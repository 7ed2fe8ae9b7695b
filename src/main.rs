//! Terminal raycaster (default binary).
//!
//! Interactive mode renders the minimap and first-person view with crossterm.
//! `--dump-frames N` renders headlessly and prints JSON frame snapshots.

use std::fs::File;
use std::io;
use std::path::PathBuf;
use std::time::Instant;

use anyhow::{Context, Result};
use clap::Parser;
use crossterm::event::{self, Event};

use tui_raycaster::core::World;
use tui_raycaster::engine::{load_grid, parse_action_list, run_headless, FrameClock, Session};
use tui_raycaster::input::{handle_key_event, should_quit};
use tui_raycaster::term::{TerminalRenderer, Viewport};

/// First-person raycaster with a live minimap.
#[derive(Parser, Debug)]
#[command(name = "tui-raycaster", version, about)]
struct Cli {
    /// Map file: plain text (`#` wall, space empty) or a `.json` array of rows.
    #[arg(long, value_name = "FILE")]
    map: Option<PathBuf>,

    /// Write logs to this file (filter with RUST_LOG, default `info`).
    #[arg(long, value_name = "FILE")]
    log_file: Option<PathBuf>,

    /// Render N frames without a terminal and print one JSON snapshot per line.
    #[arg(long, value_name = "N")]
    dump_frames: Option<u64>,

    /// Comma-separated actions applied one per frame in headless mode
    /// (left, right, up, down, or `-` for an idle frame).
    #[arg(long, value_name = "LIST", requires = "dump_frames")]
    actions: Option<String>,
}

fn main() -> Result<()> {
    let cli = Cli::parse();
    init_logging(&cli)?;

    let (grid, source) = load_grid(cli.map.as_deref())?;
    log::info!("map: {} ({}x{})", source, grid.side(), grid.side());
    let world = World::new(grid);

    if let Some(frames) = cli.dump_frames {
        let actions = match cli.actions.as_deref() {
            Some(list) => parse_action_list(list)?,
            None => Vec::new(),
        };
        run_headless(world, frames, &actions, io::stdout().lock())?;
        return Ok(());
    }

    let mut term = TerminalRenderer::new();
    term.enter()?;

    let result = run(&mut term, Session::new(world));

    // Always try to restore terminal state.
    let _ = term.exit();
    result
}

/// Interactive sessions only log to a file; stderr would corrupt the
/// alternate screen. Headless runs log to stderr.
fn init_logging(cli: &Cli) -> Result<()> {
    let env = env_logger::Env::default().default_filter_or("info");
    let mut builder = env_logger::Builder::from_env(env);

    if let Some(path) = &cli.log_file {
        let file = File::create(path)
            .with_context(|| format!("failed to create log file {}", path.display()))?;
        builder.target(env_logger::Target::Pipe(Box::new(file)));
    } else if cli.dump_frames.is_none() {
        return Ok(());
    }

    builder.init();
    Ok(())
}

fn run(term: &mut TerminalRenderer, mut session: Session) -> Result<()> {
    let mut clock = FrameClock::start();
    log::info!("session started, frame period {:?}", clock.period());

    loop {
        // Input until the next frame is due.
        if event::poll(clock.timeout(Instant::now()))? {
            match event::read()? {
                Event::Key(key) => {
                    if should_quit(key) {
                        log::info!("quit after {} frames", session.frame());
                        return Ok(());
                    }
                    if let Some(action) = handle_key_event(key) {
                        session.queue(action);
                    }
                }
                Event::Resize(w, h) => {
                    log::info!("terminal resized to {}x{}", w, h);
                    term.invalidate();
                }
                _ => {}
            }
        }

        // Frame.
        if clock.poll_due(Instant::now()) {
            session.tick();
            let (w, h) = crossterm::terminal::size().unwrap_or((80, 24));
            term.draw_swap(session.compose(Viewport::new(w, h)))?;
        }
    }
}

(How to complete this task):
Reprint the complete listing exactly.

(Task solution):
repository 7ed2fe8ae9b7695b
filename src/main.rs
//! Terminal raycaster (default binary).
//!
//! Interactive mode renders the minimap and first-person view with crossterm.
//! `--dump-frames N` renders headlessly and prints JSON frame snapshots.

use std::fs::File;
use std::io;
use std::path::PathBuf;
use std::time::Instant;

use anyhow::{Context, Result};
use clap::Parser;
use crossterm::event::{self, Event};

use tui_raycaster::core::World;
use tui_raycaster::engine::{load_grid, parse_action_list, run_headless, FrameClock, Session};
use tui_raycaster::input::{handle_key_event, should_quit};
use tui_raycaster::term::{TerminalRenderer, Viewport};

/// First-person raycaster with a live minimap.
#[derive(Parser, Debug)]
#[command(name = "tui-raycaster", version, about)]
struct Cli {
    /// Map file: plain text (`#` wall, space empty) or a `.json` array of rows.
    #[arg(long, value_name = "FILE")]
    map: Option<PathBuf>,

    /// Write logs to this file (filter with RUST_LOG, default `info`).
    #[arg(long, value_name = "FILE")]
    log_file: Option<PathBuf>,

    /// Render N frames without a terminal and print one JSON snapshot per line.
    #[arg(long, value_name = "N")]
    dump_frames: Option<u64>,

    /// Comma-separated actions applied one per frame in headless mode
    /// (left, right, up, down, or `-` for an idle frame).
    #[arg(long, value_name = "LIST", requires = "dump_frames")]
    actions: Option<String>,
}

fn main() -> Result<()> {
    let cli = Cli::parse();
    init_logging(&cli)?;

    let (grid, source) = load_grid(cli.map.as_deref())?;
    log::info!("map: {} ({}x{})", source, grid.side(), grid.side());
    let world = World::new(grid);

    if let Some(frames) = cli.dump_frames {
        let actions = match cli.actions.as_deref() {
            Some(list) => parse_action_list(list)?,
            None => Vec::new(),
        };
        run_headless(world, frames, &actions, io::stdout().lock())?;
        return Ok(());
    }

    let mut term = TerminalRenderer::new();
    term.enter()?;

    let result = run(&mut term, Session::new(world));

    // Always try to restore terminal state.
    let _ = term.exit();
    result
}

/// Interactive sessions only log to a file; stderr would corrupt the
/// alternate screen. Headless runs log to stderr.
fn init_logging(cli: &Cli) -> Result<()> {
    let env = env_logger::Env::default().default_filter_or("info");
    let mut builder = env_logger::Builder::from_env(env);

    if let Some(path) = &cli.log_file {
        let file = File::create(path)
            .with_context(|| format!("failed to create log file {}", path.display()))?;
        builder.target(env_logger::Target::Pipe(Box::new(file)));
    } else if cli.dump_frames.is_none() {
        return Ok(());
    }

    builder.init();
    Ok(())
}

fn run(term: &mut TerminalRenderer, mut session: Session) -> Result<()> {
    let mut clock = FrameClock::start();
    log::info!("session started, frame period {:?}", clock.period());

    loop {
        // Input until the next frame is due.
        if event::poll(clock.timeout(Instant::now()))? {
            match event::read()? {
                Event::Key(key) => {
                    if should_quit(key) {
                        log::info!("quit after {} frames", session.frame());
                        return Ok(());
                    }
                    if let Some(action) = handle_key_event(key) {
                        session.queue(action);
                    }
                }
                Event::Resize(w, h) => {
                    log::info!("terminal resized to {}x{}", w, h);
                    term.invalidate();
                }
                _ => {}
            }
        }

        // Frame.
        if clock.poll_due(Instant::now()) {
            session.tick();
            let (w, h) = crossterm::terminal::size().unwrap_or((80, 24));
            term.draw_swap(session.compose(Viewport::new(w, h)))?;
        }
    }
}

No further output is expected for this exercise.